Task statement =
Your answer should be every line of the records that contains the word "returning".

Dataset excerpts =
——————
#[cfg(test)]
mod tests {
    use super::*;
    use async_trait::async_trait;
    use ledger_store::Database;
    use mockall::mock;
    use relay_control::CounterStat;
    use std::sync::Mutex as StdMutex;

    mock! {
        pub Relay {}

        #[async_trait]
        impl RelayControl for Relay {
            async fn configure_inbound(&self, inbound: &InboundSpec) -> Result<(), RelayError>;
            async fn remove_inbound(&self, tag: &str) -> Result<(), RelayError>;
            async fn activate_credential(
                &self,
                tag: &str,
                correlation_key: &str,
                secret: &str,
            ) -> Result<(), RelayError>;
            async fn deactivate_credential(
                &self,
                tag: &str,
                correlation_key: &str,
            ) -> Result<(), RelayError>;
            async fn query_counters(
                &self,
                pattern: &str,
                reset: bool,
            ) -> Result<Vec<CounterStat>, RelayError>;
        }
    }

    fn config() -> EngineConfig {
        EngineConfig {
            inbound: InboundSpec {
                tag: "vmess-in".into(),
                port: 12345,
                path: "/ws".into(),
            },
            links: LinkRenderer::new("relay.example.org", 443, "/ws"),
            restore_concurrency: 2,
        }
    }

    async fn engine_with(relay: MockRelay) -> (ReconciliationEngine, Database) {
        let db = Database::in_memory().await.unwrap();
        let engine = ReconciliationEngine::new(Arc::new(relay), db.credentials(), db.users(), config());
        (engine, db)
    }

    #[tokio::test]
    async fn test_prepare_inbound_ignores_missing_inbound() {
        let mut relay = MockRelay::new();
        relay
            .expect_remove_inbound()
            .times(1)
            .returning(|_| Err(RelayError::NotFound("handler not found".into())));
        relay
            .expect_configure_inbound()
            .withf(|spec| spec.tag == "vmess-in" && spec.port == 12345)
            .times(1)
            .returning(|_| Ok(()));

        let (engine, _db) = engine_with(relay).await;
        engine.prepare_inbound().await.unwrap();
    }

    #[tokio::test]
    async fn test_prepare_inbound_fails_when_configure_rejected() {
        let mut relay = MockRelay::new();
        relay.expect_remove_inbound().returning(|_| Ok(()));
        relay.expect_configure_inbound().returning(|_| {
            Err(RelayError::Rejected {
                status: 400,
                message: "port in use".into(),
            })
        });

        let (engine, _db) = engine_with(relay).await;
        let result = engine.prepare_inbound().await;
        assert!(matches!(result, Err(LedgerError::RelayRejected(_))));
    }

    #[tokio::test]
    async fn test_rejected_activation_leaves_identity_untouched() {
        let mut relay = MockRelay::new();
        relay.expect_deactivate_credential().returning(|_, _| Ok(()));
        relay
            .expect_activate_credential()
            .times(1)
            .returning(|_, _, _| {
                Err(RelayError::Rejected {
                    status: 409,
                    message: "already exists".into(),
                })
            });

        let (engine, db) = engine_with(relay).await;
        let identity = db.users().create(7, "carol").await.unwrap();

        let result = engine.provision(7).await;
        assert!(matches!(result, Err(LedgerError::RelayRejected(_))));

        let after = db.users().get(identity.id).await.unwrap().unwrap();
        assert!(after.credential_ids.is_empty());
        assert_eq!(after.revision, identity.revision);
    }

    #[tokio::test]
    async fn test_failed_rotation_reactivates_old_credential() {
        let activated = Arc::new(StdMutex::new(Vec::<String>::new()));

        let mut relay = MockRelay::new();
        relay.expect_deactivate_credential().returning(|_, _| Ok(()));
        {
            let activated = activated.clone();
            relay
                .expect_activate_credential()
                .times(3)
                .returning(move |_, key, _| {
                    let mut calls = activated.lock().unwrap();
                    calls.push(key.to_string());
                    // First: initial provision. Second: the rotated credential.
                    if calls.len() == 2 {
                        Err(RelayError::Unavailable("timeout".into()))
                    } else {
                        Ok(())
                    }
                });
        }

        let (engine, db) = engine_with(relay).await;
        db.users().create(7, "carol").await.unwrap();
        let old = engine.provision(7).await.unwrap();

        let result = engine.rotate(7).await;
        assert!(matches!(result, Err(LedgerError::RelayUnavailable(_))));

        let calls = activated.lock().unwrap().clone();
        let old_key = correlation_key("vmess-in", &old.credential_id);
        assert_eq!(calls[0], old_key);
        assert_ne!(calls[1], old_key);
        assert_eq!(calls[2], old_key);

        let identity = db.users().find_by_external_id(7).await.unwrap().unwrap();
        assert_eq!(identity.credential_ids, vec![old.credential_id]);
    }

    #[tokio::test]
    async fn test_reconcile_queries_user_namespace_with_reset() {
        let mut relay = MockRelay::new();
        relay
            .expect_query_counters()
            .withf(|pattern, reset| pattern.to_string() == "user>>>vmess-in-" && *reset)
            .times(1)
            .returning(|_, _| Ok(Vec::new()));

        let (engine, _db) = engine_with(relay).await;
        let report = engine.reconcile().await.unwrap();
        assert_eq!(report, ReconcileReport::default());
    }

    #[tokio::test]
    async fn test_inbound_traffic_never_resets() {
        let mut relay = MockRelay::new();
        relay
            .expect_query_counters()
            .withf(|pattern, reset| pattern.to_string() == "inbound>>>" && !*reset)
            .times(1)
            .returning(|_, _| {
                Ok(vec![
                    CounterStat::new("inbound>>>vmess-in>>>traffic>>>uplink", 3),
                    CounterStat::new("user>>>vmess-in-x>>>traffic>>>uplink", 99),
                ])
            });

        let (engine, _db) = engine_with(relay).await;
        let snapshot = engine.inbound_traffic().await.unwrap();
        assert_eq!(
            snapshot,
            vec![InboundTraffic {
                tag: "vmess-in".into(),
                traffic: Traffic::new(3, 0),
            }]
        );
    }

    #[test]
    fn test_restore_report_merge() {
        let a = RestoreReport {
            identities: 1,
            activated: 2,
            failed: 0,
            missing: 1,
        };
        let b = RestoreReport {
            identities: 1,
            activated: 0,
            failed: 1,
            missing: 0,
        };
        assert_eq!(
            a.merge(b),
            RestoreReport {
                identities: 2,
                activated: 2,
                failed: 1,
                missing: 1,
            }
        );
    }
}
——————
Output for this exercise =
            .returning(|_| Err(RelayError::NotFound("handler not found".into())));
            .returning(|_| Ok(()));
        relay.expect_remove_inbound().returning(|_| Ok(()));
        relay.expect_configure_inbound().returning(|_| {
        relay.expect_deactivate_credential().returning(|_, _| Ok(()));
            .returning(|_, _, _| {
        relay.expect_deactivate_credential().returning(|_, _| Ok(()));
                .returning(move |_, key, _| {
            .returning(|_, _| Ok(Vec::new()));
            .returning(|_, _| {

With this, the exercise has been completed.